Labaree mentions that the social mobility model of education leads students to a point where they have to face the reality that our market does not contain an unlimited number of jobs for graduates of prized degrees. Often times I think we do a disservice to people who would be just as happy in life working a blue collar job, because we set them up to think that education is the way out of that type of work, as if there is something wrong with getting one’s hands dirty or working physically demanding jobs. In essence, we demonstrate through our schools that blue collar jobs are for failures. Because our schools are competitive and about high stakes testing, credentialing, and bell curves on norm referenced tests, we send a message that only those who can get those credentials are winners.
As this perspective of education dominates over the others, school actually becomes a very socially and emotionally destructive place for many students. When schools keep a balance and also teach democracy and cooperation, they can show students their voices count and they can build social capital, a main ingredient of a participative democracy. If people feel their voices are irrelevant, or if they feel like they are failures who do not deserve a seat at the table, they will not participate in politics, even at the most local level where they may know quite a bit about what they want from their representatives. Ultimately their voice gets lost and is replaced with a middle class suburbanite who crowns him/herself guardian, and who determines what “those people” need to get out of their poor, miserable lives. “Those people” can refer to minorities, immigrants, poor people, or any other oppressed group. “Those people” need a vehicle to teach them to have a voice because the self-appointed voices often times have no clue what “those people” want because they have never been part of their culture and traditions.
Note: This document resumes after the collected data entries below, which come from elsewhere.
use crate::error::{Error, Result};
use std::collections::HashSet;
use std::fs::File;
use std::io::{BufRead, BufReader};
use std::path::{Path, PathBuf};
use std::sync::atomic::{AtomicUsize, Ordering};
use std::sync::{Arc, Mutex};
use tracing::info;

/// The two curated lists used for classification.
#[derive(Debug, Default, Clone, PartialEq, Eq)]
pub struct ReferenceLists {
    pub free_providers: HashSet<String>,
    pub common_usernames: HashSet<String>,
}

impl ReferenceLists {
    pub fn is_free_provider(&self, hostname: &str) -> bool {
        self.free_providers.contains(hostname)
    }

    pub fn is_common_username(&self, username: &str) -> bool {
        self.common_usernames.contains(username)
    }
}

/// Load-once store for [`ReferenceLists`].
///
/// The first caller of [`ReferenceData::get`] reads both files; everyone after
/// that, on any thread, gets the same shared lists. A failed load leaves the
/// store empty so the next caller sees the same error.
#[derive(Debug)]
pub struct ReferenceData {
    free_providers_path: PathBuf,
    common_usernames_path: PathBuf,
    lists: Mutex<Option<Arc<ReferenceLists>>>,
    loads: AtomicUsize,
}

impl ReferenceData {
    pub fn new(free_providers_path: impl Into<PathBuf>, common_usernames_path: impl Into<PathBuf>) -> Self {
        Self {
            free_providers_path: free_providers_path.into(),
            common_usernames_path: common_usernames_path.into(),
            lists: Mutex::new(None),
            loads: AtomicUsize::new(0),
        }
    }

    /// A store that is already populated and never touches the filesystem.
    pub fn preloaded(lists: ReferenceLists) -> Self {
        Self {
            free_providers_path: PathBuf::new(),
            common_usernames_path: PathBuf::new(),
            lists: Mutex::new(Some(Arc::new(lists))),
            loads: AtomicUsize::new(0),
        }
    }

    pub fn get(&self) -> Result<Arc<ReferenceLists>> {
        let mut guard = self.lists.lock().unwrap_or_else(|poisoned| poisoned.into_inner());
        if let Some(lists) = guard.as_ref() {
            return Ok(Arc::clone(lists));
        }

        let lists = Arc::new(ReferenceLists {
            free_providers: read_list(&self.free_providers_path)?,
            common_usernames: read_list(&self.common_usernames_path)?,
        });
        self.loads.fetch_add(1, Ordering::SeqCst);
        info!(
            "Loaded {} free providers and {} common usernames",
            lists.free_providers.len(),
            lists.common_usernames.len()
        );

        *guard = Some(Arc::clone(&lists));
        Ok(lists)
    }

    pub fn is_loaded(&self) -> bool {
        self.lists
            .lock()
            .map(|guard| guard.is_some())
            .unwrap_or_else(|poisoned| poisoned.into_inner().is_some())
    }

    /// How many times the files have been read from disk.
    pub fn load_count(&self) -> usize {
        self.loads.load(Ordering::SeqCst)
    }
}

/// Reads a line-delimited list, skipping blank lines and `#` comments and
/// stripping trailing whitespace.
pub fn read_list(path: &Path) -> Result<HashSet<String>> {
    let to_error = |source| Error::ReferenceData {
        path: path.to_path_buf(),
        source,
    };

    let file = File::open(path).map_err(to_error)?;
    let mut entries = HashSet::new();
    for line in BufReader::new(file).lines() {
        let line = line.map_err(to_error)?;
        if line.starts_with('#') {
            continue;
        }
        let entry = line.trim_end();
        if !entry.is_empty() {
            entries.insert(entry.to_string());
        }
    }
    Ok(entries)
}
The domination of the social mobility model of education is going to reach its limit, hopefully soon. If it is allowed to swallow the other aims of education, we will find ourselves in a totally privatized educational system that will be rigidly stratified along financial lines. I am optimistic, however, that Americans will not let this happen. No matter how much we may be moving in the wrong direction at the moment, our democracy is strong enough that it will right itself. Reformers will fight for the other goals of education. They will find ways to enlist business and interest groups and other politically powerful entities to fight for the social efficiency and democratic equality models. They will fight to restore balance because there is no winner or loser in regard to the three main goals of education. We are all losers if we don’t find a way to make the goals coexist in some type of impossible harmony.